--- Data Enclosed Below ---

//! Manual scan triggers, cancellation and re-matching

use std::path::PathBuf;

use axum::{
    extract::{Path, Query, State},
    http::StatusCode,
    routing::post,
    Json, Router,
};
use serde::Deserialize;
use tracing::info;

use super::ActionResponse;
use crate::error::ScanError;
use crate::media::MediaType;
use crate::services::ScanTarget;
use crate::AppState;

#[derive(Debug, Default, Deserialize)]
pub struct ScanQuery {
    /// Restrict an overwrite scan to one media type
    #[serde(rename = "type")]
    pub media_type: Option<MediaType>,
    /// One configured media folder
    pub folder: Option<PathBuf>,
}

#[derive(Debug, Deserialize)]
pub struct RematchRequest {
    /// Folder key, optionally with its parent disambiguator
    pub folder: String,
    /// IMDb id or a URL containing one
    pub id: String,
    #[serde(rename = "type")]
    pub media_type: MediaType,
}

#[derive(Debug, serde::Serialize)]
pub struct CancelResponse {
    pub cancelled: bool,
}

fn target(media_type: Option<MediaType>, folder: Option<PathBuf>) -> Result<ScanTarget, ScanError> {
    match (media_type, folder) {
        (Some(media_type), Some(folder)) => Ok(ScanTarget::Folder(media_type, folder)),
        (None, Some(folder)) => Err(ScanError::FolderNotFound(folder.display().to_string())),
        (Some(media_type), None) => Ok(ScanTarget::Type(media_type)),
        (None, None) => Ok(ScanTarget::All),
    }
}

/// `all`, a media type, or `overwrite`
async fn scan(
    State(state): State<AppState>,
    Path(kind): Path<String>,
    Query(query): Query<ScanQuery>,
) -> Result<Json<ActionResponse>, (StatusCode, Json<ActionResponse>)> {
    let into_response = |e: ScanError| (e.status_code(), Json(ActionResponse::failed(e.to_string())));

    let queued = match kind.as_str() {
        "all" => {
            let target = target(query.media_type, query.folder).map_err(into_response)?;
            state.scanner.run_full_scan(target)
        }
        "overwrite" => {
            let target = target(query.media_type, query.folder).map_err(into_response)?;
            state.scanner.force_overwrite_scan(target)
        }
        other => match other.parse::<MediaType>() {
            Ok(media_type) => {
                let target = target(Some(media_type), query.folder).map_err(into_response)?;
                state.scanner.run_full_scan(target)
            }
            Err(e) => return Err((StatusCode::NOT_FOUND, Json(ActionResponse::failed(e)))),
        },
    }
    .map_err(into_response)?;

    info!(kind = %kind, queued = queued, "Scan requested");
    Ok(Json(ActionResponse::queued(queued)))
}

async fn cancel(State(state): State<AppState>) -> Json<CancelResponse> {
    Json(CancelResponse {
        cancelled: state.scanner.cancel(),
    })
}

async fn rematch(
    State(state): State<AppState>,
    Json(body): Json<RematchRequest>,
) -> Result<Json<ActionResponse>, ScanError> {
    state.scanner.rematch(&body.folder, &body.id, body.media_type)?;
    Ok(Json(ActionResponse::ok()))
}

pub fn router() -> Router<AppState> {
    Router::new()
        .route("/scan/{kind}", post(scan))
        .route("/cancel", post(cancel))
        .route("/rematch", post(rematch))
}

--- End of Enclosed Data ---

Line by line, output the records exactly as given.

- **Result of the task**
//! Manual scan triggers, cancellation and re-matching

use std::path::PathBuf;

use axum::{
    extract::{Path, Query, State},
    http::StatusCode,
    routing::post,
    Json, Router,
};
use serde::Deserialize;
use tracing::info;

use super::ActionResponse;
use crate::error::ScanError;
use crate::media::MediaType;
use crate::services::ScanTarget;
use crate::AppState;

#[derive(Debug, Default, Deserialize)]
pub struct ScanQuery {
    /// Restrict an overwrite scan to one media type
    #[serde(rename = "type")]
    pub media_type: Option<MediaType>,
    /// One configured media folder
    pub folder: Option<PathBuf>,
}

#[derive(Debug, Deserialize)]
pub struct RematchRequest {
    /// Folder key, optionally with its parent disambiguator
    pub folder: String,
    /// IMDb id or a URL containing one
    pub id: String,
    #[serde(rename = "type")]
    pub media_type: MediaType,
}

#[derive(Debug, serde::Serialize)]
pub struct CancelResponse {
    pub cancelled: bool,
}

fn target(media_type: Option<MediaType>, folder: Option<PathBuf>) -> Result<ScanTarget, ScanError> {
    match (media_type, folder) {
        (Some(media_type), Some(folder)) => Ok(ScanTarget::Folder(media_type, folder)),
        (None, Some(folder)) => Err(ScanError::FolderNotFound(folder.display().to_string())),
        (Some(media_type), None) => Ok(ScanTarget::Type(media_type)),
        (None, None) => Ok(ScanTarget::All),
    }
}

/// `all`, a media type, or `overwrite`
async fn scan(
    State(state): State<AppState>,
    Path(kind): Path<String>,
    Query(query): Query<ScanQuery>,
) -> Result<Json<ActionResponse>, (StatusCode, Json<ActionResponse>)> {
    let into_response = |e: ScanError| (e.status_code(), Json(ActionResponse::failed(e.to_string())));

    let queued = match kind.as_str() {
        "all" => {
            let target = target(query.media_type, query.folder).map_err(into_response)?;
            state.scanner.run_full_scan(target)
        }
        "overwrite" => {
            let target = target(query.media_type, query.folder).map_err(into_response)?;
            state.scanner.force_overwrite_scan(target)
        }
        other => match other.parse::<MediaType>() {
            Ok(media_type) => {
                let target = target(Some(media_type), query.folder).map_err(into_response)?;
                state.scanner.run_full_scan(target)
            }
            Err(e) => return Err((StatusCode::NOT_FOUND, Json(ActionResponse::failed(e)))),
        },
    }
    .map_err(into_response)?;

    info!(kind = %kind, queued = queued, "Scan requested");
    Ok(Json(ActionResponse::queued(queued)))
}

async fn cancel(State(state): State<AppState>) -> Json<CancelResponse> {
    Json(CancelResponse {
        cancelled: state.scanner.cancel(),
    })
}

async fn rematch(
    State(state): State<AppState>,
    Json(body): Json<RematchRequest>,
) -> Result<Json<ActionResponse>, ScanError> {
    state.scanner.rematch(&body.folder, &body.id, body.media_type)?;
    Ok(Json(ActionResponse::ok()))
}

pub fn router() -> Router<AppState> {
    Router::new()
        .route("/scan/{kind}", post(scan))
        .route("/cancel", post(cancel))
        .route("/rematch", post(rematch))
}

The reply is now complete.